Thursday, July 26, 2012
Silahkan klik tulisan atau gambar untuk lanjut membaca Tokoh Gereja di Indonesia Nilai Sensus Pajak Nasional Solusi Utang Luar Negeri.
JAKARTA - Ketua Persekutuan Gereja-Gereja di Indonesia (PGI) Andreas Yewangoe menyatakan dukungannya terhadap pelaksanaan Sensus Pajak Nasional tahap kedua 2012.

Dengan upaya intensifikasi pemasukan pajak ini diharapkan dapat menutup defisit APBN pada tahun-tahun ke depan. “Jangan terus-terus minta utang ke luar negeri. Malu kita sebagai bangsa besar yang kaya hasil alam dan tambangnya,” kata pria kelahiran Mamboru, Sumba Barat, Nusa Tenggara Timur itu.

Sensus Pajak Nasional 2012 adalah lanjutan dari sensus serupa tahap pertama tahun 2011 lalu. Pada pelaksanaan tahap kedua dari 1 Mei 2012 hingga 31 Oktober 2012 ini, ditargetkan akan terjaring dua juta hinga empat juta wajib pajak (WP) baru.  Pada Sensus Pajak Nasional tahap kedua ini, petugas dari Direktorat Pajak Kementerian Keuangan akan mendatangi rumah-rumah pribadi, badan usaha kecil menengah (UKM) dan objek-objek potensial lainnya yang belum terdata lengkap profil usahanya di wilayah Koridor Ekonomi masing-masing. Di Indonesia sendiri, terdapat enam Koridor Ekonomi, yakni Sumatera, Jawa, Kalimantan, Sulawesi, Bali-Nusa Tenggara, dan Papua-Kepulauan Maluku.

Sebagai contoh, Koridor Ekonomi Sumatera memiliki sepuluh pusat ekonomi, yakni Banda Aceh, Medan, Pekanbaru, Batam, Padang, Jambi, Palembang, Pangkal Pinang, Bengkulu dan Lampung. Koridor Ekonomi Sumatera adalah kawasan produksi dan pengolahan hasil bumi dan lumbung energi nasional. Koridor Ekonomi Jawa selain memiliki empat pusat ekonomi, juga satu-satunya wilayah di Indonesia yang memiliki dua pusat ekonomi mega, yaitu Jakarta dan Surabaya. Sedangkan empat pusat ekonomi di Jawa meliputi Serang, Bandung, Semarang, dan Yogyakarta.
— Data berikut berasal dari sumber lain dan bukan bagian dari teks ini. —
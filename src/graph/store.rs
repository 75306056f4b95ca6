//! In-memory storage for the contract graph
//!
//! Vertices live in an insertion-ordered set so every derived report walks
//! them in first-seen order. Edges are stored once under their canonical
//! (min, max) vertex-id pair; the adjacency lists mirror them for degree
//! queries.

use super::types::{EdgeKey, VertexId};
use indexmap::map::Entry;
use indexmap::{IndexMap, IndexSet};

/// Weighted undirected graph of institutions, vendors and linked aliases
///
/// An edge weight of `Some(w)` is the accumulated contract value between
/// the endpoints; `None` marks an alias link, which carries no value.
#[derive(Debug, Clone, Default)]
pub struct ContractGraph {
    /// Vertex names in insertion order; the set index is the vertex id
    vertices: IndexSet<String>,

    /// Edge weights keyed by canonical vertex pair
    edges: IndexMap<EdgeKey, Option<f64>>,

    /// Neighbor lists, indexed by vertex id
    adjacency: Vec<Vec<VertexId>>,
}

impl ContractGraph {
    /// Create a new empty graph
    pub fn new() -> Self {
        Self::default()
    }

    /// Look up a vertex by name, inserting it if new
    fn intern(&mut self, name: &str) -> VertexId {
        if let Some(idx) = self.vertices.get_index_of(name) {
            return VertexId::new(idx);
        }
        let (idx, _) = self.vertices.insert_full(name.to_string());
        self.adjacency.push(Vec::new());
        VertexId::new(idx)
    }

    /// Add or accumulate a weighted contract edge
    ///
    /// A repeated (institution, vendor) pair adds its value onto the
    /// existing edge weight. A pair whose names are equal is a no-op; a
    /// self-loop carries no contract information.
    pub fn add_contract_edge(&mut self, institution: &str, vendor: &str, value: f64) {
        let a = self.intern(institution);
        let b = self.intern(vendor);
        if a == b {
            return;
        }

        match self.edges.entry(EdgeKey::new(a, b)) {
            Entry::Occupied(mut entry) => {
                let weight = entry.get_mut();
                *weight = Some(weight.unwrap_or(0.0) + value);
            }
            Entry::Vacant(entry) => {
                entry.insert(Some(value));
                self.adjacency[a.as_usize()].push(b);
                self.adjacency[b.as_usize()].push(a);
            }
        }
    }

    /// Add an unweighted alias link; inserting an existing edge is a no-op
    pub fn add_link_edge(&mut self, alias: &str, vendor: &str) {
        let a = self.intern(alias);
        let b = self.intern(vendor);
        if a == b {
            return;
        }

        if let Entry::Vacant(entry) = self.edges.entry(EdgeKey::new(a, b)) {
            entry.insert(None);
            self.adjacency[a.as_usize()].push(b);
            self.adjacency[b.as_usize()].push(a);
        }
    }

    pub fn vertex_count(&self) -> usize {
        self.vertices.len()
    }

    pub fn edge_count(&self) -> usize {
        self.edges.len()
    }

    pub fn contains_vertex(&self, name: &str) -> bool {
        self.vertices.contains(name)
    }

    pub fn vertex_id(&self, name: &str) -> Option<VertexId> {
        self.vertices.get_index_of(name).map(VertexId::new)
    }

    pub fn vertex_name(&self, id: VertexId) -> Option<&str> {
        self.vertices.get_index(id.as_usize()).map(String::as_str)
    }

    /// Vertex names in insertion order
    pub fn vertices(&self) -> impl Iterator<Item = &str> {
        self.vertices.iter().map(String::as_str)
    }

    /// Number of edges incident to a vertex
    pub fn degree(&self, id: VertexId) -> usize {
        self.adjacency.get(id.as_usize()).map_or(0, Vec::len)
    }

    /// Neighboring vertex ids, in edge-insertion order
    pub fn neighbors(&self, id: VertexId) -> &[VertexId] {
        self.adjacency
            .get(id.as_usize())
            .map(Vec::as_slice)
            .unwrap_or(&[])
    }

    pub fn has_edge(&self, a: &str, b: &str) -> bool {
        self.edge_key(a, b)
            .map(|key| self.edges.contains_key(&key))
            .unwrap_or(false)
    }

    /// Accumulated weight of the edge between two names
    ///
    /// `None` when the edge is absent or is an unweighted alias link.
    pub fn edge_weight(&self, a: &str, b: &str) -> Option<f64> {
        let key = self.edge_key(a, b)?;
        self.edges.get(&key).copied().flatten()
    }

    /// All edges as (name, name, weight), in insertion order
    pub fn edges(&self) -> impl Iterator<Item = (&str, &str, Option<f64>)> {
        self.edges.iter().map(|(key, weight)| {
            let (a, b) = key.endpoints();
            (
                self.vertex_name(a).unwrap_or(""),
                self.vertex_name(b).unwrap_or(""),
                *weight,
            )
        })
    }

    /// Sum of all contract edge weights
    pub fn total_weight(&self) -> f64 {
        self.edges.values().filter_map(|w| *w).sum()
    }

    fn edge_key(&self, a: &str, b: &str) -> Option<EdgeKey> {
        Some(EdgeKey::new(self.vertex_id(a)?, self.vertex_id(b)?))
    }
}

#[cfg(test)]
mod tests {
    use super::*;

    #[test]
    fn test_contract_edge_accumulates() {
        let mut graph = ContractGraph::new();
        graph.add_contract_edge("A", "X", 100.0);
        graph.add_contract_edge("A", "X", 50.0);

        assert_eq!(graph.vertex_count(), 2);
        assert_eq!(graph.edge_count(), 1);
        assert_eq!(graph.edge_weight("A", "X"), Some(150.0));
        // Undirected: either orientation resolves the same edge
        assert_eq!(graph.edge_weight("X", "A"), Some(150.0));
    }

    #[test]
    fn test_link_edge_is_idempotent() {
        let mut graph = ContractGraph::new();
        graph.add_link_edge("Y", "X");
        graph.add_link_edge("Y", "X");
        graph.add_link_edge("X", "Y");

        assert_eq!(graph.edge_count(), 1);
        assert!(graph.has_edge("Y", "X"));
        assert_eq!(graph.edge_weight("Y", "X"), None);
    }

    #[test]
    fn test_link_edge_never_overwrites_weight() {
        let mut graph = ContractGraph::new();
        graph.add_contract_edge("A", "X", 75.0);
        graph.add_link_edge("A", "X");

        assert_eq!(graph.edge_weight("A", "X"), Some(75.0));
    }

    #[test]
    fn test_self_loop_is_skipped() {
        let mut graph = ContractGraph::new();
        graph.add_contract_edge("A", "A", 10.0);
        graph.add_link_edge("B", "B");

        assert_eq!(graph.edge_count(), 0);
        // The names still become vertices
        assert_eq!(graph.vertex_count(), 2);
    }

    #[test]
    fn test_insertion_order_and_degree() {
        let mut graph = ContractGraph::new();
        graph.add_contract_edge("A", "X", 1.0);
        graph.add_contract_edge("A", "Y", 1.0);
        graph.add_contract_edge("B", "X", 1.0);

        let order: Vec<&str> = graph.vertices().collect();
        assert_eq!(order, vec!["A", "X", "Y", "B"]);

        let a = graph.vertex_id("A").unwrap();
        let x = graph.vertex_id("X").unwrap();
        let y = graph.vertex_id("Y").unwrap();
        assert_eq!(graph.degree(a), 2);
        assert_eq!(graph.degree(x), 2);
        assert_eq!(graph.degree(y), 1);
        assert_eq!(graph.neighbors(a), &[x, y][..]);
    }

    #[test]
    fn test_total_weight_ignores_alias_links() {
        let mut graph = ContractGraph::new();
        graph.add_contract_edge("A", "X", 100.0);
        graph.add_contract_edge("B", "X", 40.0);
        graph.add_link_edge("Y", "X");

        assert_eq!(graph.total_weight(), 140.0);
    }
}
Koridor Ekonomi Jawa merupakan pendorong industri dan jasa nasional.
  
Pada enam Koridor Ekonomi terdapat objek-objek potensial yang belum tergali dan terdata lengkap profil usahanya. Dengan luasnya wilayah yang dikelola, Andreas mengingatkan Direktorat Jenderal Pajak agar senantiasa meningkatkan profesionalitas seluruh jajarannya. “Administrasi pajak harus rapi. Kalau ada masalah, itu akan menimbulkan ketidakpercayaan rakyat,” ujar teolog 67 tahun itu.
  
Secara pribadi, Andreas menilai pelayanan yang disediakan bagi wajib pajak yang ingin menunaikan kewajibannya sudah baik. Ia maupun keluarganya tidak pernah mengalami pengalaman tidak menyenangkan ketika berurusan dengan para petugas pajak. Ia pun mengaku selalu membayar pajak pendapatan melalui mekanisme yang ada.
  
Andreas juga menyoroti kesenjangan ekonomi yang terjadi di masyarakat. Dalam hal ini, ia meminta pemerintah untuk tidak memukul rata wajib pajak dengan beban yang sama. Selama pelaksanaan sensus, petugas harus teliti dan seksama dalam mendata wajib pajak yang dihadapi.  “Setiap warga negara memang wajib bayar pajak. Tetapi juga harus adil. Makin tinggi pendapatan seseorang, pajaknya harus makin besar. Yang benar-benar miskin semestinya bebas pajak,” katanya.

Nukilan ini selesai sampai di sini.